She’d Turned the night after their last encounter at the Castle Hotel in Caernarfon. She went back afterwards looking for him, but of course by then he was already in France.
‘He used to tell me about it,’ she said. ‘How he was two hundred years old, how he killed people every full moon.’ She was sitting in one of the suite’s cream leather chairs drinking a gin and tonic, one slim booted leg crossed over the other. Zoë, milk-stunned and with a perceptibly increased feeling of safety, was asleep in her bassinet. Cloquet was in his room. I’d rung him to say I was back but didn’t want to be disturbed. I needed Madeline to myself first; he would have complicated it. ‘Clients are always telling you things,’ Madeline continued. ‘Half the time that’s what they’re coughing-up for. Normally you take it with a major pinch of, right? But he was different. I mean when he told you stuff it was like he was reading from a book or something.’ ‘He’, Jake, kept flaring and subsiding between us like pleasurably shaming sunlight. It was as if she and I were seeing each other naked. ‘And then that poor bloke’s head in the bag,’ she continued. ‘Christ. And the other guy goes, “He’s a werewolf, honey, didn’t you know?” and I’m like: Fucking hell. I mean he tried to pass it off afterwards, make a joke of it, but I knew by then there was something seriously weird going on.’
‘I still don’t understand how he did it to you,’ I said.
She shook her head, shrugged. ‘At the time I just assumed...’ She made a face to indicate sex. ‘You know?’
‘But it’s not spread like that,’ I said. ‘As far as I know it’s got nothing to do with sexual contact.’
‘Look, you might be right, but what can I tell you? He didn’t bite me, that’s for sure. He didn’t change. All I know is it definitely happened after that last night we were in Caernarfon.’
You take a moment to establish you’re not dreaming. I had an image of them together in an unloved little meeting room. Like a support group.
‘We’ve all been feeling it,’ she went on. ‘You, I mean. We’ve been like: Something’s happening. Someone’s here. Trish said the other day she nearly fainted in South Ken. It’s like a whatsit, compulsion. She didn’t even know what she was doing there. It’s like me, now, in here. I’m not shopping, really. I just... You know?’
‘I was in South Kensington,’ I said. ‘I felt it too. This is... Wait. What do you mean you did it for Trish?’
‘She asked me to.’
‘Asked you to what?’
‘What d’you think?’
‘Turn her?’
‘Yeah.’
‘Why?’
‘Well, it’s a long story. You’ve got to know the background. She’s had way more than her share of shit to put up with. Then she saw what I did to that arsehole... There was this tosser, Alistair. What he was getting away with, you know? It’s complicated.’

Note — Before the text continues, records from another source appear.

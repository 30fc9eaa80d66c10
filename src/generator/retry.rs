//! Bounded retry helper for best-effort upstream lookups.
//!
//! Policy is deliberately simple: a fixed attempt count and a fixed
//! inter-attempt delay. Per-call timeouts live on the HTTP client.

use std::fmt::Display;
use std::future::Future;
use std::time::Duration;
use tokio::time::sleep;
use tracing::debug;

/// Fixed retry policy: how many attempts, and how long to pause between them.
#[derive(Debug, Clone, Copy)]
pub struct RetryPolicy {
    pub attempts: usize,
    pub delay: Duration,
}

/// Run `operation` until it yields a value or the attempt budget runs out.
///
/// `Ok(None)` counts as a miss and `Err(_)` is logged and swallowed; both
/// consume one attempt. Returns `None` once all attempts are spent.
pub async fn retry_until_some<T, E, F, Fut>(policy: RetryPolicy, mut operation: F) -> Option<T>
where
    E: Display,
    F: FnMut() -> Fut,
    Fut: Future<Output = Result<Option<T>, E>>,
{
    for attempt in 1..=policy.attempts {
        match operation().await {
            Ok(Some(value)) => {
                debug!(attempt, "Lookup succeeded");
                return Some(value);
            }
            Ok(None) => {
                debug!(attempt, "Lookup returned nothing usable");
            }
            Err(e) => {
                debug!(attempt, error = %e, "Lookup failed");
            }
        }

        if attempt < policy.attempts && !policy.delay.is_zero() {
            sleep(policy.delay).await;
        }
    }

    None
}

A calm detached incredulous part of me was filling in the narrative gaps anyway. Trish enslaved by tosser Alistair, the blonde girl paying him a visit one full moon, Trish seeing the short-cut to a life of never getting pushed around... I thought: Jake, you should have been here to see this. The New Feminism.
At which thought the most obvious question – the one that should have been first in the crowd – suddenly pushed its way to the front.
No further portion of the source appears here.